In das Dorf, in dem die Pfarrerstochter lebte, kam ich an einem Passionssonntag früh, aber zu spät, um den Beginn des Gottesdienstes mitzuerleben. Deshalb war ich auch nicht dort. Die Kirchentür knarrte und quietschte. Alle drehten sich nach mir um. Anfang der 60er Jahre wurden im Westen blaue Mäntel aus Nylon Mode, von uns NATO-PLANE genannt. Da unsere weitläufige Westverwandtschaft nur standardisierte Lebensmittelpakete schickte, blieb mir nichts anderes übrig, als meine Mutter um das ostdeutsche Gegenstück, einen DEDERON-MANTEL zu bitten. Mit dem rauschte ich in die schöne kleine Dorfkirche. An den Namen des Dorfes kann ich mich nicht erinnern. Sorbische Frauen sangen ein furchtbar trauriges Passionslied, das sechzehn Strophen hatte. Viel später, nach der Wiedervereinigung, hörte ich in der Sebastiankirche im Berliner Wedding ein ganz ähnliches kroatisches Lied. Das sangen die Frauen aber nicht nur wegen Yesus, sondern vor allem auch, weil ihr Pfarrer, von dem, es hieß, dass er sehr reich sei, wieder einmal betrunken war und nicht kommen konnte. Die Frauen warteten kurzweilig mit dem überlangen Lied.

Damals in dem Dorf bei Cottbus hat das ellenlange Lied bei mir eine kurze und leider nicht sehr intensive sorbische Phase ausgelöst. Vielleicht hatte sie ihren Ursprung schon in Lübbenau. Die Pfarrerstochter freute sich nach dem Gottesdienst, dass ich da war. Es war auch wohl eine ziemliche logistische Leistung, am Sonntagmorgen vom nördlichen Ostberliner Rand in den Spreewald zu gelangen. Ich war zum Mittag eingeladen und der Pfarrer erzählte, wie schnell und intensiv er vor dem vermeintlichen Stasispitzel in der letzten Reihe gewarnt worden war.
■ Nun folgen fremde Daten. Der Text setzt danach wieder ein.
impl Exporter {
    /// Create an exporter for one run.
    pub fn new() -> Self {
        Self {
            writer: SlideWriter::new(),
        }
    }

    /// Fill every region the template exposes, in template order.
    ///
    /// Unknown region names are reported and left untouched; region order
    /// has no semantic effect. Only structural template violations abort
    /// the export.
    ///
    /// # Errors
    ///
    /// [`Error::MalformedTemplate`](crate::common::Error::MalformedTemplate)
    /// when a handled region misses its seed paragraph or run, and
    /// [`Error::SectionMismatch`](crate::common::Error::SectionMismatch)
    /// when the structured summary field does not carry its expected
    /// header/body pairs.
    pub fn export<R: Record>(mut self, record: &R, slide: &mut Slide) -> Result<Report> {
        for shape in slide.shapes_mut().iter_mut() {
            match regions::resolve(shape.name()) {
                Some(kind) => self.fill_region(kind, record, shape)?,
                None => self.writer.record(Signal::UnhandledRegion {
                    name: shape.name().to_string(),
                }),
            }
        }
        Ok(self.writer.into_report())
    }

    fn fill_region<R: Record>(
        &mut self,
        kind: RegionKind,
        record: &R,
        shape: &mut Shape,
    ) -> Result<()> {
        match kind {
            RegionKind::Key => self.fill_text(shape, record.key().to_string(), None),
            RegionKind::Summary => self.fill_text(shape, record.summary().to_string(), None),
            RegionKind::Date => {
                let text = match record.due_date() {
                    Some(date) => date.format(DATE_FORMAT).to_string(),
                    None => {
                        self.missing("duedate");
                        String::new()
                    },
                };
                self.fill_text(shape, text, None)
            },
            RegionKind::Phase => {
                let text = record.field_text(fields::PHASE).unwrap_or_else(|| {
                    self.missing(fields::PHASE);
                    String::new()
                });
                self.fill_text(shape, text, None)
            },
            RegionKind::Status => self.fill_text(
                shape,
                record.status_name().to_string(),
                Some(health::status_color(record.status_category())),
            ),
            RegionKind::OverallHealth => {
                let value = record.field_text(fields::STATUS_FLAG).unwrap_or_else(|| {
                    self.missing(fields::STATUS_FLAG);
                    String::new()
                });
                let color = health::overall_health_color(&value);
                self.fill_text(shape, value, color)
            },
            RegionKind::StructuredSummary => self.fill_structured_summary(record, shape),
            RegionKind::TopTable => self.fill_top_table(record, shape),
            RegionKind::Milestones => self.fill_milestones(record, shape),
        }
    }

    /// Overwrite the region's seed run with a plain value. Plain values are
    /// not markup, so this bypasses the converter entirely.
    fn fill_text(&mut self, shape: &mut Shape, text: String, color: Option<RGBColor>) -> Result<()> {
        let name = shape.name().to_string();
        let Some(body) = shape.text_body_mut() else {
            self.mismatch(name);
            return Ok(());
        };
        let mut slot = FormattedSlot::new(body)?;
        overwrite_seed_text(&mut slot, &text, color);
        Ok(())
    }

    fn fill_structured_summary<R: Record>(&mut self, record: &R, shape: &mut Shape) -> Result<()> {
        let name = shape.name().to_string();
        let Some(body) = shape.text_body_mut() else {
            self.mismatch(name);
            return Ok(());
        };
        let mut slot = FormattedSlot::new(body)?;

        let Some(html) = record.field_html(fields::PXT_SUMMARY) else {
            slot.clear();
            self.missing(fields::PXT_SUMMARY);
            return Ok(());
        };

        match parse_fragment(&html) {
            Ok(root) => self
                .writer
                .write_section_pairs(&root, &mut slot, SUMMARY_SECTIONS),
            Err(error) => {
                // Malformed renderer output: drop the region, keep exporting
                warn!(
                    "Field [{}] markup failed to parse: {error}",
                    fields::PXT_SUMMARY
                );
                slot.clear();
                Ok(())
            },
        }
    }

    fn fill_top_table<R: Record>(&mut self, record: &R, shape: &mut Shape) -> Result<()> {
        let name = shape.name().to_string();
        let Some(table) = shape.as_table_mut() else {
            self.mismatch(name);
            return Ok(());
        };

        for (column, field) in TOP_TABLE_FIELDS.iter().enumerate() {
            let Some(cell) = table.cell_mut(1, column) else {
                continue;
            };
            let mut slot = FormattedSlot::new(cell.body_mut())?;

            match record.field_html(field) {
                Some(html) => match parse_fragment(&html) {
                    Ok(root) => self.writer.write_to_cell(&root, &mut slot),
                    Err(error) => {
                        warn!("Field [{field}] markup failed to parse: {error}");
                        slot.clear();
                    },
                },
                None => {
                    overwrite_seed_text(&mut slot, "", None);
                    self.missing(field);
                },
            }
        }
        Ok(())
    }

    fn fill_milestones<R: Record>(&mut self, record: &R, shape: &mut Shape) -> Result<()> {
        let name = shape.name().to_string();
        let Some(table) = shape.as_table_mut() else {
            self.mismatch(name);
            return Ok(());
        };

        let Some(html) = record.field_html(fields::MILESTONES) else {
            self.missing(fields::MILESTONES);
            return Ok(());
        };

        match parse_fragment(&html) {
            Ok(root) => {
                let rows = collect_rows(&root);
                self.writer.map_table_rows(&rows, table);
            },
            Err(error) => {
                warn!(
                    "Field [{}] markup failed to parse: {error}",
                    fields::MILESTONES
                );
            },
        }
        Ok(())
    }

    fn missing(&mut self, field: &str) {
        self.writer.record(Signal::MissingField {
            field: field.to_string(),
        });
    }

    fn mismatch(&mut self, name: String) {
        warn!("Template region [{name}] does not hold the expected shape kind");
        self.writer.record(Signal::UnhandledRegion { name });
    }
}

impl Default for Exporter {
    fn default() -> Self {
        Self::new()
    }
}

fn overwrite_seed_text(slot: &mut FormattedSlot<'_>, text: &str, color: Option<RGBColor>) {
    let Some(paragraph) = slot.body_mut().first_paragraph_mut() else {
        return;
    };
    paragraph.retain_first_run();
    let Some(run) = paragraph.first_run_mut() else {
        return;
    };
    run.set_text(text);
    if let Some(color) = color {
        run.format_mut().color = Some(color);
    }
}

#[cfg(test)]
mod tests {
    use super::*;
    use crate::export::record::{MemoryRecord, StatusCategory};
    use crate::slide::{ParagraphFormat, RunFormat, Table, TextBody, TextRun};
    use chrono::NaiveDate;

    fn seeded_text_shape(name: &str) -> Shape {
        Shape::text(
            name,
            TextBody::seeded(TextRun::new(
                "template",
                RunFormat {
                    font_size: Some(18),
                    ..Default::default()
                },
            )),
        )
    }

    fn template_slide() -> Slide {
        let mut slide = Slide::new();
        slide.push_shape(seeded_text_shape("Key Placeholder"));
        slide.push_shape(seeded_text_shape("Summary Placeholder"));
        slide.push_shape(seeded_text_shape("Date Placeholder"));
        slide.push_shape(seeded_text_shape("Overall Health Placeholder"));
        slide.push_shape(Shape::text(
            "PXT Summary Placeholder",
            TextBody::seeded_with(
                TextRun::plain("template"),
                ParagraphFormat {
                    bullet: true,
                    ..Default::default()
                },
            ),
        ));
        slide.push_shape(Shape::table(
            "Top Table",
            Table::seeded(2, 3, &TextRun::plain("cell")),
        ));
        slide.push_shape(Shape::table(
            "Milestone Table",
            Table::seeded(18, 3, &TextRun::plain("cell")),
        ));
        slide
    }

    fn full_record() -> MemoryRecord {
        MemoryRecord::new("PROJ-7", "Deliver the exporter")
            .with_due_date(NaiveDate::from_ymd_opt(2026, 7, 4).unwrap())
            .with_status("In Progress", StatusCategory::InProgress)
            .with_field_text(fields::STATUS_FLAG, "Yellow")
            .with_field_html(
                fields::PXT_SUMMARY,
                "<p>Accomplishments</p><ul><li>a</li></ul>\
                 <p>Plans</p><ul><li>b</li></ul>\
                 <p>Risks</p><ul><li>c</li></ul>\
                 <p>Asks</p><ul><li>d</li></ul>",
            )
            .with_field_html(fields::CONTACT, "<p>Alice</p>")
            .with_field_html(fields::CTA, "<p>Review the beta</p>")
            .with_field_html(fields::SW_LEAD, "<p>Bob</p>")
            .with_field_html(
                fields::MILESTONES,
                "<table><tbody>\
                 <tr><th>Date</th><th></th><th>Milestone</th><th></th><th>Status</th></tr>\
                 <tr><td>Q3</td><td>|</td><td>Beta</td><td>|</td><td>On track</td></tr>\
                 </tbody></table>",
            )
    }

    #[test]
    fn test_export_fills_every_known_region() {
        let mut slide = template_slide();
        let report = Exporter::new().export(&full_record(), &mut slide).unwrap();

        assert!(report.is_clean());

        let key = slide.shape_by_name("Key Placeholder").unwrap();
        assert_eq!(key.text_body().unwrap().text(), "PROJ-7");
        // template formatting still on the overwritten run
        assert_eq!(
            key.text_body().unwrap().paragraphs()[0].runs()[0]
                .format()
                .font_size,
            Some(18)
        );

        let date = slide.shape_by_name("Date Placeholder").unwrap();
        assert_eq!(date.text_body().unwrap().text(), "Jul 04, 2026");

        let health = slide.shape_by_name("Overall Health Placeholder").unwrap();
        let health_run = &health.text_body().unwrap().paragraphs()[0].runs()[0];
        assert_eq!(health_run.text(), "Yellow");
        assert_eq!(health_run.format().color, Some(health::HEALTH_YELLOW));

        let top = slide.shape_by_name("Top Table").unwrap().as_table().unwrap();
        assert_eq!(top.cell(1, 0).unwrap().text(), "Alice");
        assert_eq!(top.cell(1, 1).unwrap().text(), "Review the beta");
        assert_eq!(top.cell(1, 2).unwrap().text(), "Bob");

        let milestones = slide
            .shape_by_name("Milestone Table")
            .unwrap()
            .as_table()
            .unwrap();
        assert_eq!(milestones.cell(1, 0).unwrap().text(), "Q3");
        assert_eq!(milestones.cell(1, 1).unwrap().text(), "Beta");
        assert_eq!(milestones.cell(1, 2).unwrap().text(), "On track");

        let summary = slide.shape_by_name("PXT Summary Placeholder").unwrap();
        let paragraphs = summary.text_body().unwrap().paragraphs();
        assert_eq!(paragraphs.len(), 8);
        assert_eq!(paragraphs[0].text(), "Accomplishments");
        assert!(paragraphs[0].runs()[0].format().bold);
        assert_eq!(paragraphs[1].text(), "a");
    }

    #[test]
    fn test_unknown_region_is_left_untouched() {
        let mut slide = template_slide();
        slide.push_shape(seeded_text_shape("Unknown Placeholder"));

        let report = Exporter::new().export(&full_record(), &mut slide).unwrap();

        let unknown = slide.shape_by_name("Unknown Placeholder").unwrap();
        assert_eq!(unknown.text_body().unwrap().text(), "template");

        let unhandled: Vec<_> = report
            .signals()
            .iter()
            .filter(|signal| matches!(signal, Signal::UnhandledRegion { .. }))
            .collect();
        assert_eq!(
            unhandled,
            vec![&Signal::UnhandledRegion {
                name: "Unknown Placeholder".to_string()
            }]
        );
    }

    #[test]
    fn test_missing_fields_write_empty_strings() {
        let mut slide = template_slide();
        let record = MemoryRecord::new("PROJ-8", "Bare record");

        let report = Exporter::new().export(&record, &mut slide).unwrap();

        let date = slide.shape_by_name("Date Placeholder").unwrap();
        assert_eq!(date.text_body().unwrap().text(), "");

        let top = slide.shape_by_name("Top Table").unwrap().as_table().unwrap();
        assert_eq!(top.cell(1, 0).unwrap().text(), "");

        // milestones grid keeps its template content
        let milestones = slide
            .shape_by_name("Milestone Table")
            .unwrap()
            .as_table()
            .unwrap();
        assert_eq!(milestones.cell(1, 0).unwrap().text(), "cell");

        assert!(
            report
                .signals()
                .iter()
                .any(|signal| *signal == Signal::MissingField {
                    field: fields::MILESTONES.to_string()
                })
        );
        // the structured summary region was cleared, not half-written
        let summary = slide.shape_by_name("PXT Summary Placeholder").unwrap();
        assert!(summary.text_body().unwrap().is_empty());
    }

    #[test]
    fn test_malformed_summary_aborts_export() {
        let mut slide = template_slide();
        let record = MemoryRecord::new("PROJ-9", "Short summary")
            .with_field_html(fields::PXT_SUMMARY, "<p>Only</p><ul><li>one</li></ul>");

        let result = Exporter::new().export(&record, &mut slide);
        assert!(matches!(
            result,
            Err(crate::common::Error::SectionMismatch { expected: 8, got: 2 })
        ));
    }

    #[test]
    fn test_region_shape_mismatch_is_recoverable() {
        let mut slide = Slide::new();
        // a text region declared with the milestone table's name
        slide.push_shape(seeded_text_shape("Milestone Table"));

        let report = Exporter::new().export(&full_record(), &mut slide).unwrap();

        assert_eq!(
            report.signals(),
            &[Signal::UnhandledRegion {
                name: "Milestone Table".to_string()
            }]
        );
        let shape = slide.shape_by_name("Milestone Table").unwrap();
        assert_eq!(shape.text_body().unwrap().text(), "template");
    }
}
Wir waren amüsiert und erleichtert.

Erst jetzt, durch das harmlose Erlebnis in der Brüssower Kirche, versuchte ich herauszufinden, in welchem Dorf ein Pfarrer G. amtierte. Es war nicht möglich. Stattdessen ergab sich, dass der Bruder meiner Pfarrerstochter später nicht nur selber Pfarrer, sondern ein bekannter Bürgerrechtler wurde, der zusammen mit Markus Meckel im Pfarrhaus zu Schwante die SPD-Ost neu geründete. Meckel und Pflugbeil wurden Minister, G. Fraktionsvorsitzender.

Nur der Havelberger Basche ist aus dem Leben und den Annalen verschwunden. Noch nicht einmal eine von der Ost-CDU 1983 herausgegebene Broschüre über die Kirchenmusik in der DDR erwähnt ihn. Nur auf einer CD der ehemaligen Berliner Domorganistin Martina Pohl findet sich ein Werk, das nur in einer handschriftlichen Version von Herbert Basche existiert. Und so zeigt sich, dass jede biografische Notiz zugleich auch ein Denkmal für andere Menschen ist.  

*das englische Wort für Aufklärung enlightenment zieht die gerade Linie zurück bis zur Sonnenanbetung Echnatons und Tutenchamuns, die beide, Vater und Sohn , auch ein schönes Sinnbild für das Auf und Ab, das Hin und Her, das Erscheinen und Verschwinden der alten und der neuen Götter und Welten sind. Damals schon!